--- What you need to do ---
The reply to the records below should contain exactly the lines from the line with "Number of usernames" through the line with "in the list", and nothing besides.

--- Records to use ---
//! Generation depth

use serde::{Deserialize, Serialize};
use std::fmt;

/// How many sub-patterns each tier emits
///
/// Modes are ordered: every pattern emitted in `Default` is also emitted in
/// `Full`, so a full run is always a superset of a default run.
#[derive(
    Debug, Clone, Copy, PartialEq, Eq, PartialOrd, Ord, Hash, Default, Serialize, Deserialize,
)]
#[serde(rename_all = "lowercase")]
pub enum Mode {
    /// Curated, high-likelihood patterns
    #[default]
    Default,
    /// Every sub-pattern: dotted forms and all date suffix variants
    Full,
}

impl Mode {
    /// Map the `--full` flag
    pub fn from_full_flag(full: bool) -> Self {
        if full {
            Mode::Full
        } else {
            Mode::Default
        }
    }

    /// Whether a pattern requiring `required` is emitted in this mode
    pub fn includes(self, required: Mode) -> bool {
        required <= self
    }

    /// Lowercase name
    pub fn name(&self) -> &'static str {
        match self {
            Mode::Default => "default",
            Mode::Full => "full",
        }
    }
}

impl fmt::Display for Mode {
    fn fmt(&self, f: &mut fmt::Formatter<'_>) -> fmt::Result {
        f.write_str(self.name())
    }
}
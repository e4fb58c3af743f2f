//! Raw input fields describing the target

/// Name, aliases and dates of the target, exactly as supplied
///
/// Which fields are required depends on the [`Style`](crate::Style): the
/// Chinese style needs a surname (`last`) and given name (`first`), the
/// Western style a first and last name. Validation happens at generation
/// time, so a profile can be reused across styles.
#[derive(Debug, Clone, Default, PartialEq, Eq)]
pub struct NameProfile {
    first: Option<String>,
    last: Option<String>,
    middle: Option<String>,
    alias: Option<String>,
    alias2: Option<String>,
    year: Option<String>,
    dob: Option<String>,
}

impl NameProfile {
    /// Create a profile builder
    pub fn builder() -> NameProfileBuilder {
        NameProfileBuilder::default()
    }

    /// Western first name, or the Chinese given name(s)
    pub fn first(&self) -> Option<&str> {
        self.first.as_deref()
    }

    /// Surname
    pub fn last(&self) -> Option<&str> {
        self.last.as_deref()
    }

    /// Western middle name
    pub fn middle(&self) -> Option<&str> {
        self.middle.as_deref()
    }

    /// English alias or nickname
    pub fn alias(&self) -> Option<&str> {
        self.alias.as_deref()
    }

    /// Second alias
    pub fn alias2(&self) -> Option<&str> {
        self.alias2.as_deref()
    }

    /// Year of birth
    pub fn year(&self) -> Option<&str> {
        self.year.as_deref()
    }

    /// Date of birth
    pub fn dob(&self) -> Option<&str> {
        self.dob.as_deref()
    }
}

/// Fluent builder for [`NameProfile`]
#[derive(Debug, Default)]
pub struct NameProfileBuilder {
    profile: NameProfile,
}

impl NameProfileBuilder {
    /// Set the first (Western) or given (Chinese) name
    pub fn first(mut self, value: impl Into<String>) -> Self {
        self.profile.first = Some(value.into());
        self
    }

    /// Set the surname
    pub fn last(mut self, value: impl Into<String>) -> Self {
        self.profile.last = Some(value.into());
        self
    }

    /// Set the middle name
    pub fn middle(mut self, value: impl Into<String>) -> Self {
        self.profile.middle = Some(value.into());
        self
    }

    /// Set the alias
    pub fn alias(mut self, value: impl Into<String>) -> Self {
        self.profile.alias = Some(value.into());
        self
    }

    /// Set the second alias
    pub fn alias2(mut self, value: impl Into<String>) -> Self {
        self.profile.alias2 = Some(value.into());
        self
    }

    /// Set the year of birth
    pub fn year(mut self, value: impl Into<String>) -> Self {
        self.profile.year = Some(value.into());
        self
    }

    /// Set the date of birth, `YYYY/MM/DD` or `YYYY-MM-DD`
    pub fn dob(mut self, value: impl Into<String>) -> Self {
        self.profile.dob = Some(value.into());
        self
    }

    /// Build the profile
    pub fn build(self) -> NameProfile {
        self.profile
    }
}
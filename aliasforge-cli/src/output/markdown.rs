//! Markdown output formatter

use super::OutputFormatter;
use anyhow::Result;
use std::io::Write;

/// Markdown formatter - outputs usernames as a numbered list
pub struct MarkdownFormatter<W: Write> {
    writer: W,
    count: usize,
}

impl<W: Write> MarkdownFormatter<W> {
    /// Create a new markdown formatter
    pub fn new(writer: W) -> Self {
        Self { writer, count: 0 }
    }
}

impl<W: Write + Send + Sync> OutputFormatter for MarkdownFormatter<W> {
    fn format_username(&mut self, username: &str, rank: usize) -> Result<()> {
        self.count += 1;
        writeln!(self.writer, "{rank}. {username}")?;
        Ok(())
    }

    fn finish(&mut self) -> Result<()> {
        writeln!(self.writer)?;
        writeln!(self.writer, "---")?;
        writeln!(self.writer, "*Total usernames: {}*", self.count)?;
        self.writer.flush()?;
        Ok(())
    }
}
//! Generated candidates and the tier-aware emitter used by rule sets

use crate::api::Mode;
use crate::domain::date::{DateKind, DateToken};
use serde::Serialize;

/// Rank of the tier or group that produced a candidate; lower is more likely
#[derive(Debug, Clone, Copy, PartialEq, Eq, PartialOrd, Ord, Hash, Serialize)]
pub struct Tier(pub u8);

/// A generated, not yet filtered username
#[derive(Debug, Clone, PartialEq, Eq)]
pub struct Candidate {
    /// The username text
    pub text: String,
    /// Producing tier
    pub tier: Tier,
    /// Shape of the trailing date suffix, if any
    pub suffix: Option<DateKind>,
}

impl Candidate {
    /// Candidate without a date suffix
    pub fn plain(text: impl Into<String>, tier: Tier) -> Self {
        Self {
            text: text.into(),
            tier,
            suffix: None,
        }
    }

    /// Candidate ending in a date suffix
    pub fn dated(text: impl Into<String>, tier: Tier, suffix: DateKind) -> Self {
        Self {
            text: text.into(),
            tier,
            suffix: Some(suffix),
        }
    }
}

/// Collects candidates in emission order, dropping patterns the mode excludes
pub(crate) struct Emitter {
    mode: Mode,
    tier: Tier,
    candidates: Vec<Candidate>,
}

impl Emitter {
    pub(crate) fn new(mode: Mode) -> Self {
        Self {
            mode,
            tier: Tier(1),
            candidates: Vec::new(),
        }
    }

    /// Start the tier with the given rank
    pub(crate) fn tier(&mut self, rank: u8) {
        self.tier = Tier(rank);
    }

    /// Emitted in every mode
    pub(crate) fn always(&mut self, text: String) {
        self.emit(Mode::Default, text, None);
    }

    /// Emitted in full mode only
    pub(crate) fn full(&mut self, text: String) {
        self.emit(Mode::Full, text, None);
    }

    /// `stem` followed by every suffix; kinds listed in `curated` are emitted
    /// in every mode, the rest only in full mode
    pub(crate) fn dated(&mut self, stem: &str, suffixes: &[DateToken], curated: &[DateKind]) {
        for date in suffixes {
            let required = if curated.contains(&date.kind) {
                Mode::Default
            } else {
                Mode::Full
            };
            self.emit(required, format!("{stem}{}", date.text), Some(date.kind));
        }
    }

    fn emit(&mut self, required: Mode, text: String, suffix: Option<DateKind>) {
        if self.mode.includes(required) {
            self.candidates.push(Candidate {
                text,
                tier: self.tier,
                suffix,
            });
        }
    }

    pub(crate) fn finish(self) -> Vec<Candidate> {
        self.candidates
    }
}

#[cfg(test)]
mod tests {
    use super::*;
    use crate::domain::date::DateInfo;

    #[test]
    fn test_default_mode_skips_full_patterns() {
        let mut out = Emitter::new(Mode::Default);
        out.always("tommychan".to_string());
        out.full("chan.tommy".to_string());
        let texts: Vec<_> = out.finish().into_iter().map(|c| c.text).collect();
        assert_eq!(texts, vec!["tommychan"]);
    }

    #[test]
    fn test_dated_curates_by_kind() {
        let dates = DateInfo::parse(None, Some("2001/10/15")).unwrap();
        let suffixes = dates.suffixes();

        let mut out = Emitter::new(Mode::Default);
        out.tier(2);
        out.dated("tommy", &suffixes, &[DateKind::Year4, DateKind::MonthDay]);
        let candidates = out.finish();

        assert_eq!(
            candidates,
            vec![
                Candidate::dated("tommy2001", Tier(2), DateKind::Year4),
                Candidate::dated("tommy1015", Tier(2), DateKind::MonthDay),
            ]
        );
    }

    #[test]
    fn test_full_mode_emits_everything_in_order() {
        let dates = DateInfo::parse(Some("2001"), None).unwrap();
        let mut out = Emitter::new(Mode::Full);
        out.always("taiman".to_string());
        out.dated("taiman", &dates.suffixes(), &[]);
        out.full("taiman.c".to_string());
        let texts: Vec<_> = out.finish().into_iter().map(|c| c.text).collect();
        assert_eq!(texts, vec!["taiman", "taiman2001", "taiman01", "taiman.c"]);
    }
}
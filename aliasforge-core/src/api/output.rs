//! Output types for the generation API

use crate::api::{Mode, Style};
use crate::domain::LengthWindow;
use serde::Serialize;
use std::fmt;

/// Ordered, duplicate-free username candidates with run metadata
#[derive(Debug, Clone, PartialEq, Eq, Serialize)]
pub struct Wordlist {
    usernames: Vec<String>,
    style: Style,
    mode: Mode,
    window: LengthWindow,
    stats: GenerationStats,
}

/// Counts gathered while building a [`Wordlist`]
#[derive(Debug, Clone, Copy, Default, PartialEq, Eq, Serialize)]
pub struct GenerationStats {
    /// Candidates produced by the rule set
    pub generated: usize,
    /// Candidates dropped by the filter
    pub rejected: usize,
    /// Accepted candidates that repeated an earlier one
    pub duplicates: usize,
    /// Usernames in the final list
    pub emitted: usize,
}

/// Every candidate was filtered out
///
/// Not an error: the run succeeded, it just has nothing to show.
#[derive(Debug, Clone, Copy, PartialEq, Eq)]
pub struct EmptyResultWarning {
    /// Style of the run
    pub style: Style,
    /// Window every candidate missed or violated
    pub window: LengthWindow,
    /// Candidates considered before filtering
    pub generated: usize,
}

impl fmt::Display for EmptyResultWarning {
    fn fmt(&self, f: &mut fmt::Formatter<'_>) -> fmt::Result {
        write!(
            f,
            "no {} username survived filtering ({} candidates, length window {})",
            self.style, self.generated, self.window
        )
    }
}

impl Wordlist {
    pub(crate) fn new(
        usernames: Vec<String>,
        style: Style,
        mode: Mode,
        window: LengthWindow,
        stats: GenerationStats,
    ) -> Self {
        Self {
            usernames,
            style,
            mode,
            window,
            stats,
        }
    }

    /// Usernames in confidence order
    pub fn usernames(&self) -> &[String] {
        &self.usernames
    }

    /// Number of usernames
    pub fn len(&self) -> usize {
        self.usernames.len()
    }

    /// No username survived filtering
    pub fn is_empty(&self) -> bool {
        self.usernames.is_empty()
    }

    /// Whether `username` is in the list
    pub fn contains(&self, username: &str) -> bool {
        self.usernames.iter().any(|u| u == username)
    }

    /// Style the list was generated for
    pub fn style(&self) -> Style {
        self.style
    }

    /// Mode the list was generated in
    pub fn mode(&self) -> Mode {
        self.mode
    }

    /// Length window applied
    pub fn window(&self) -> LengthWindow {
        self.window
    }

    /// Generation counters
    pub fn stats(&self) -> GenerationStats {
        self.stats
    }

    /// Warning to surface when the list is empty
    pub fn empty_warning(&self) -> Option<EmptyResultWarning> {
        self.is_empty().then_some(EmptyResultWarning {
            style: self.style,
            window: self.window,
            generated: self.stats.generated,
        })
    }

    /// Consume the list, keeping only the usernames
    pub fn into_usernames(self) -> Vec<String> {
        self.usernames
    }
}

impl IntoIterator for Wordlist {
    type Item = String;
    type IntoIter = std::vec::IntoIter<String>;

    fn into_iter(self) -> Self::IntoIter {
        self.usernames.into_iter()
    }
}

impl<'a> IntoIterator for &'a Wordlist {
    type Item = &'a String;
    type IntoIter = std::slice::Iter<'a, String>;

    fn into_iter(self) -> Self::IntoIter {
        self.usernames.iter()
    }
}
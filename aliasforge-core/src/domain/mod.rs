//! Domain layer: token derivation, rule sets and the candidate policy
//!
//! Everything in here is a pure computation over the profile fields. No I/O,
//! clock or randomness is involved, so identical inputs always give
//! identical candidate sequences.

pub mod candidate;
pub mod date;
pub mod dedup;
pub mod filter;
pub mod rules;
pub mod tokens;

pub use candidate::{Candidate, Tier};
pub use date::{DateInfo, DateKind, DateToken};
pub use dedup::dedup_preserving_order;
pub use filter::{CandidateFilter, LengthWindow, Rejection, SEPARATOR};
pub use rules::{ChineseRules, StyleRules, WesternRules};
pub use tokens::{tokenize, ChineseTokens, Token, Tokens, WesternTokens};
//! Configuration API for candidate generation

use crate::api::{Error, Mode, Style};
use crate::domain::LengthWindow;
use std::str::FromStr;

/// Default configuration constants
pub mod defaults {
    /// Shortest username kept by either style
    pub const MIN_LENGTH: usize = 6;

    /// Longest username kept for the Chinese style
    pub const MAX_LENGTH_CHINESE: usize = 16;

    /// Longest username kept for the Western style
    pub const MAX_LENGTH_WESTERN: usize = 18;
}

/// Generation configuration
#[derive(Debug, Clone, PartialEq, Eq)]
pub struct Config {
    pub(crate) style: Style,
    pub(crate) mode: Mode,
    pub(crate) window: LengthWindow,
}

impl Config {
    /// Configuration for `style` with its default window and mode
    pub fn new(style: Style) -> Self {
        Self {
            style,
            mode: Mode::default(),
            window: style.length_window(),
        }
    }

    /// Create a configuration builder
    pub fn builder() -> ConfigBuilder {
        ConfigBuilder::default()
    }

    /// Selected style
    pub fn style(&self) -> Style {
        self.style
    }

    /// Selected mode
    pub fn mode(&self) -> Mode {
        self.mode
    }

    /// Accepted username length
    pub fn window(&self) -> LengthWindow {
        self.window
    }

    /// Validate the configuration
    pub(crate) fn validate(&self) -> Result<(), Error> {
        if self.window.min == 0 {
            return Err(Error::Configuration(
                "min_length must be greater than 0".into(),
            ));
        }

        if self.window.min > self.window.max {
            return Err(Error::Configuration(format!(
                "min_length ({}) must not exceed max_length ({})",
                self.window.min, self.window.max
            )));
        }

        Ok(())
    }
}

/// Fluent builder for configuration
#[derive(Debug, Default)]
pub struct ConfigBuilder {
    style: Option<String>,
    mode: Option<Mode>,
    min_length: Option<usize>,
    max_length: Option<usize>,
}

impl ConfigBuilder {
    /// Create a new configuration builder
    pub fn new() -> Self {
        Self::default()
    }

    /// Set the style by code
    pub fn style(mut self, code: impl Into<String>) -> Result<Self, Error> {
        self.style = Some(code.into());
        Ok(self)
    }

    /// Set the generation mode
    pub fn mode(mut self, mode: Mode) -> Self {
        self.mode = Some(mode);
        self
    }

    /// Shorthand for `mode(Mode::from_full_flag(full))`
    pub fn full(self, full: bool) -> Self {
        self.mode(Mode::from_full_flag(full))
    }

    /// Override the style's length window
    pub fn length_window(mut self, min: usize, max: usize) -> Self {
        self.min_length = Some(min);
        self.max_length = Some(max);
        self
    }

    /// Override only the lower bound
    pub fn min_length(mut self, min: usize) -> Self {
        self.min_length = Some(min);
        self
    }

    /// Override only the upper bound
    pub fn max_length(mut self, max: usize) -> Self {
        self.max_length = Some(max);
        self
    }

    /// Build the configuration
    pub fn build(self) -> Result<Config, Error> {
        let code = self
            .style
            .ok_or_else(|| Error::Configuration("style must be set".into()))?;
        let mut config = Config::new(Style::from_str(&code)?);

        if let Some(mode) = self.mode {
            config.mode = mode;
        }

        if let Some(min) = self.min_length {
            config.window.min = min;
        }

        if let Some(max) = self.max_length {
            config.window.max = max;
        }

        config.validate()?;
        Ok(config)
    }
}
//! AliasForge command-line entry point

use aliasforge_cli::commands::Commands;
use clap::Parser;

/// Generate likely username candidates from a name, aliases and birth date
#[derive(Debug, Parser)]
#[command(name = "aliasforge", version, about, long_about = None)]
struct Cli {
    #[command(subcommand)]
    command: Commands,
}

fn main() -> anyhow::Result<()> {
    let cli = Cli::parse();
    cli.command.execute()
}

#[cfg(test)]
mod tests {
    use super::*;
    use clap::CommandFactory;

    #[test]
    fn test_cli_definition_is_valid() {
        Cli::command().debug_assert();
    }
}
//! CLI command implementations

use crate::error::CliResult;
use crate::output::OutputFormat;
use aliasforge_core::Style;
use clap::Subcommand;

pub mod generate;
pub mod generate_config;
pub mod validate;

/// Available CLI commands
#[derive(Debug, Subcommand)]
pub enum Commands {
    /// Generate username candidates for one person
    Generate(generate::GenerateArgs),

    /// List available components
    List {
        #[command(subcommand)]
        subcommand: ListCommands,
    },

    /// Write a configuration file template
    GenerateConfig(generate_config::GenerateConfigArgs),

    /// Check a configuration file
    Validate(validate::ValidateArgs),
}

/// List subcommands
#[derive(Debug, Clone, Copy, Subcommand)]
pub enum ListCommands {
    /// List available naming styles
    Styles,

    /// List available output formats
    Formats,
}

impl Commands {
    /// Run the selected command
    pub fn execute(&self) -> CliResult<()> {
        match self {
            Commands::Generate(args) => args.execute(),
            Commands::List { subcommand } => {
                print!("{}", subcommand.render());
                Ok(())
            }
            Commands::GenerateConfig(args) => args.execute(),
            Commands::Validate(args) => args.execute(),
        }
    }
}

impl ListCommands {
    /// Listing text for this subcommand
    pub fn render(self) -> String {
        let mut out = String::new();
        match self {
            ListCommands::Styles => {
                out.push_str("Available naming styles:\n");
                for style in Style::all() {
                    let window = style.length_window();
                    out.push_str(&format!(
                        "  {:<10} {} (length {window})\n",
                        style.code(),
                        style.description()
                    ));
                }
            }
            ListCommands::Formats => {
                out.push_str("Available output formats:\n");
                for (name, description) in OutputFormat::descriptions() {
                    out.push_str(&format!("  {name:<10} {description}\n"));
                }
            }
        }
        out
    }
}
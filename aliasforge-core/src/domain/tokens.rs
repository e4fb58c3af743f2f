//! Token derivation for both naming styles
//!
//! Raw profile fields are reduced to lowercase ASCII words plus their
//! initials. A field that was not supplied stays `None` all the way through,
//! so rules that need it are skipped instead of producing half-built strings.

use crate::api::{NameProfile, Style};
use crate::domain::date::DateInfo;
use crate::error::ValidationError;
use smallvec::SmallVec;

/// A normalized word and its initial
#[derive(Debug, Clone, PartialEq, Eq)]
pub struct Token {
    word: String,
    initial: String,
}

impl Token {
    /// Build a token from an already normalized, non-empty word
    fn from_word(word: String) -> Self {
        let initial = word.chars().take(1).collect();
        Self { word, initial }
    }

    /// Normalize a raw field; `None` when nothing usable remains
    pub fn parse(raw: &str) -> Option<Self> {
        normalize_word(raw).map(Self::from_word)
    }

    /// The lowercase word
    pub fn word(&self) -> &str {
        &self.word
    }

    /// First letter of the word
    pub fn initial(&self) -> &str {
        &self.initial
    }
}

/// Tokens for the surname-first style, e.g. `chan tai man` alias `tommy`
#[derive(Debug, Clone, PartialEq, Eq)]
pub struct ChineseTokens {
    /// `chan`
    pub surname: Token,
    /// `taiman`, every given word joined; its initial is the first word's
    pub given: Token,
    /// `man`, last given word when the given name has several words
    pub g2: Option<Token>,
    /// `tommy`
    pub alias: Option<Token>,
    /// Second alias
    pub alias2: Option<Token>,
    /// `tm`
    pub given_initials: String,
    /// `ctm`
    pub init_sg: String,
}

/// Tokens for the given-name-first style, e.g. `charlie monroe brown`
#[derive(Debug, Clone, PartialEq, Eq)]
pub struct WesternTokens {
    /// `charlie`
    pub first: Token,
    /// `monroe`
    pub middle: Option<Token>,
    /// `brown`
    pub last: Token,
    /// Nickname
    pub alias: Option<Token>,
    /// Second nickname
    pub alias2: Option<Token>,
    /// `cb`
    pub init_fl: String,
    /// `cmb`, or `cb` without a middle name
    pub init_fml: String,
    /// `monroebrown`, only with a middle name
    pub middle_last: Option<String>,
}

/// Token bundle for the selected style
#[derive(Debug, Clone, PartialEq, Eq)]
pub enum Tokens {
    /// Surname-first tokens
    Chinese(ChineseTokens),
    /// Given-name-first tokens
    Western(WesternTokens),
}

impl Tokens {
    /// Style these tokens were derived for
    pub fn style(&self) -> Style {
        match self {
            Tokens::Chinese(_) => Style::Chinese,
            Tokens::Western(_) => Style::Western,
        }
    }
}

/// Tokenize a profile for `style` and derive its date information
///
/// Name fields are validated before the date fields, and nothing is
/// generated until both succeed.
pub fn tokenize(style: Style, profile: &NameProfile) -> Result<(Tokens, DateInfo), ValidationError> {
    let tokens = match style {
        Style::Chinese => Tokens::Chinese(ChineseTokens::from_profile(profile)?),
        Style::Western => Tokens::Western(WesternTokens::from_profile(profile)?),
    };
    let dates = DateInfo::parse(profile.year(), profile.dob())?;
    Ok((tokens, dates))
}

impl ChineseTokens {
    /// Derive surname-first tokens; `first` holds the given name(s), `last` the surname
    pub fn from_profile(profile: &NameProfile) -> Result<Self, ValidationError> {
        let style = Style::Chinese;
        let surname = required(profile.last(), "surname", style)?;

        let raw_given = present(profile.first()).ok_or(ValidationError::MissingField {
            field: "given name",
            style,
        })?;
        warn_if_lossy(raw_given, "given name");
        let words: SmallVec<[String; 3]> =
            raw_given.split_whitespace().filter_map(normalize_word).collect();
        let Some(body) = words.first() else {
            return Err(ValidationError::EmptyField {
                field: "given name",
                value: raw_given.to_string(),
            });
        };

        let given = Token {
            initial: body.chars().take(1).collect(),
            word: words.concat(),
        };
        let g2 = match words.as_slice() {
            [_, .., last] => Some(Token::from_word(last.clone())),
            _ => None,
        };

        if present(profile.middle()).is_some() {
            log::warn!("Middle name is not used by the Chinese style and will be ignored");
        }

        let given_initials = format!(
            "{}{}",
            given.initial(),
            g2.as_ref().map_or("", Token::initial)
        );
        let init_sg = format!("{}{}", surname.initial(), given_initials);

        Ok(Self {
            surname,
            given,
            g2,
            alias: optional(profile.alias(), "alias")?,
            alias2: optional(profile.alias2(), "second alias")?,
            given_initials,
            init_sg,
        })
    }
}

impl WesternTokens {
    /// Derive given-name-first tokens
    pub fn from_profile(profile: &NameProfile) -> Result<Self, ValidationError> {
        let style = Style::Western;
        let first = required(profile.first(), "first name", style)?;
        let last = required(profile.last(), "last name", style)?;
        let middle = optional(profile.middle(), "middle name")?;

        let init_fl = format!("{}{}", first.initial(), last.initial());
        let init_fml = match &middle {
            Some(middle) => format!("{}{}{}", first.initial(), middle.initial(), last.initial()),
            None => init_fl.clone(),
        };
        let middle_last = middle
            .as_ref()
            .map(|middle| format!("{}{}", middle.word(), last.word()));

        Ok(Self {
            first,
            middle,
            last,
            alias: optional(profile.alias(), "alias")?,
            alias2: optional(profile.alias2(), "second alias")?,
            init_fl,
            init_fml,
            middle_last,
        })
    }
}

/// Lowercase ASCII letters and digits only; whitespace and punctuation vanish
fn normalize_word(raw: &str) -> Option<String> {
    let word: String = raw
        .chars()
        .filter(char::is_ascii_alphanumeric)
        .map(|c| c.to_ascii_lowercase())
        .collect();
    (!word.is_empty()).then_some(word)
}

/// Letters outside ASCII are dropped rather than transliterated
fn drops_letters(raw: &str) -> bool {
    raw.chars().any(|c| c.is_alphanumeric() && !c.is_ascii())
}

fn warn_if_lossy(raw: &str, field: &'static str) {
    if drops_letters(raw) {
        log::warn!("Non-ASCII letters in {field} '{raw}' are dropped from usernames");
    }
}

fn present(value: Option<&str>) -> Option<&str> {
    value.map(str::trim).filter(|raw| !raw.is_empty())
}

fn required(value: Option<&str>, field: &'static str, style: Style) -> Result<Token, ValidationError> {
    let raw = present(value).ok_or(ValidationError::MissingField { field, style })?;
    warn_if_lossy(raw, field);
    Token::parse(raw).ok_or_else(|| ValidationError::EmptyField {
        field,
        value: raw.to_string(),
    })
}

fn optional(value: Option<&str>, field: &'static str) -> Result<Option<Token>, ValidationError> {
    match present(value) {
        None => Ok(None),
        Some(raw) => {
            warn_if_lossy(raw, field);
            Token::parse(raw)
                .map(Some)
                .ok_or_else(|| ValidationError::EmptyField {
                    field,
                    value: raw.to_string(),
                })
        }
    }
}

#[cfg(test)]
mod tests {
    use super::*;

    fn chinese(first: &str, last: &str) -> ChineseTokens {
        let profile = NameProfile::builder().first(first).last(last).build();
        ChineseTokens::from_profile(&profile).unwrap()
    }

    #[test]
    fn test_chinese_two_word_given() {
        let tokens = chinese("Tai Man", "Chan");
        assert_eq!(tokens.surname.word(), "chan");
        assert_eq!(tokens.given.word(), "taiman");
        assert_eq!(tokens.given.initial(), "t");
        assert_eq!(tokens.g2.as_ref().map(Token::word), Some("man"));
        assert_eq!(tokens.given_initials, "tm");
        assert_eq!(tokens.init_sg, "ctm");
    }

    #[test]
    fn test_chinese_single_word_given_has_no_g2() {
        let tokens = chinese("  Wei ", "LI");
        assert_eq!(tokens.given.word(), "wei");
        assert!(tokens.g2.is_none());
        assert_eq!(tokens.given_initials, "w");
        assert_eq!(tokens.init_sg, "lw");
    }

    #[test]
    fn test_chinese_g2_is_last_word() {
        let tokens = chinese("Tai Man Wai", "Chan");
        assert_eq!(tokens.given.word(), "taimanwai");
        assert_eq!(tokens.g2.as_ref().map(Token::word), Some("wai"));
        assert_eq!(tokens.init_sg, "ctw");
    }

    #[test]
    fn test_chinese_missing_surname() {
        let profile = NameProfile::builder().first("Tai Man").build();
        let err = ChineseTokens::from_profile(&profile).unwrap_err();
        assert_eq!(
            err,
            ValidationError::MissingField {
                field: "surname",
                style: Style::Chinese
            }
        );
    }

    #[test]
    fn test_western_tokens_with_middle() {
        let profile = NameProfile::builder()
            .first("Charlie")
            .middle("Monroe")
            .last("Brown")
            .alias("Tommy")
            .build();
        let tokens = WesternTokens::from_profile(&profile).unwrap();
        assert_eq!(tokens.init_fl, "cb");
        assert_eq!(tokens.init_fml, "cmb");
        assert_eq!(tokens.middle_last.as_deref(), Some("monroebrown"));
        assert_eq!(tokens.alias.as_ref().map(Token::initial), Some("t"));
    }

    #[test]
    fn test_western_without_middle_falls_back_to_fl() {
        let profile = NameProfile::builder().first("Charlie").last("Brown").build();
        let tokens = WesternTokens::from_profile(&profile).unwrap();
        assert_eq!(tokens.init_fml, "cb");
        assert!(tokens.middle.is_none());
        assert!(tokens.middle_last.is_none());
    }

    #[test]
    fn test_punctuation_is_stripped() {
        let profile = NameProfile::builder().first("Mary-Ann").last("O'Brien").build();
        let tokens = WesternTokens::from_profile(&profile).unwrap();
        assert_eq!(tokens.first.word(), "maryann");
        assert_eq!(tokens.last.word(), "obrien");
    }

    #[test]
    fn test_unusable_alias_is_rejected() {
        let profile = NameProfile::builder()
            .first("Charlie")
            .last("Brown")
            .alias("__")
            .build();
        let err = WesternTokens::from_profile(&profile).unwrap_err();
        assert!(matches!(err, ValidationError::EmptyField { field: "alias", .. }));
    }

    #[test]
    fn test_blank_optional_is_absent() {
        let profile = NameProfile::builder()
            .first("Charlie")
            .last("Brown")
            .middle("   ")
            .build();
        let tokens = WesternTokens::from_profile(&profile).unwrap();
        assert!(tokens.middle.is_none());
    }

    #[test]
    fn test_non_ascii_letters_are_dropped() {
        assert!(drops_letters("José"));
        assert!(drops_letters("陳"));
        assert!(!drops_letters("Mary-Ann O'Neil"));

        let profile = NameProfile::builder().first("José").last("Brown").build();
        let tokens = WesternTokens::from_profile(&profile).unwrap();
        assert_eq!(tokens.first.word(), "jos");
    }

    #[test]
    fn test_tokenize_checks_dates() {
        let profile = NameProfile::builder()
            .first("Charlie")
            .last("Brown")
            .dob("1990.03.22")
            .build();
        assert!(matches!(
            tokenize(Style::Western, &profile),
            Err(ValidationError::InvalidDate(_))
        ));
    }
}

--- Completed exercise ---
    /// Number of usernames
    pub fn len(&self) -> usize {
        self.usernames.len()
    }

    /// No username survived filtering
    pub fn is_empty(&self) -> bool {
        self.usernames.is_empty()
    }

    /// Whether `username` is in the list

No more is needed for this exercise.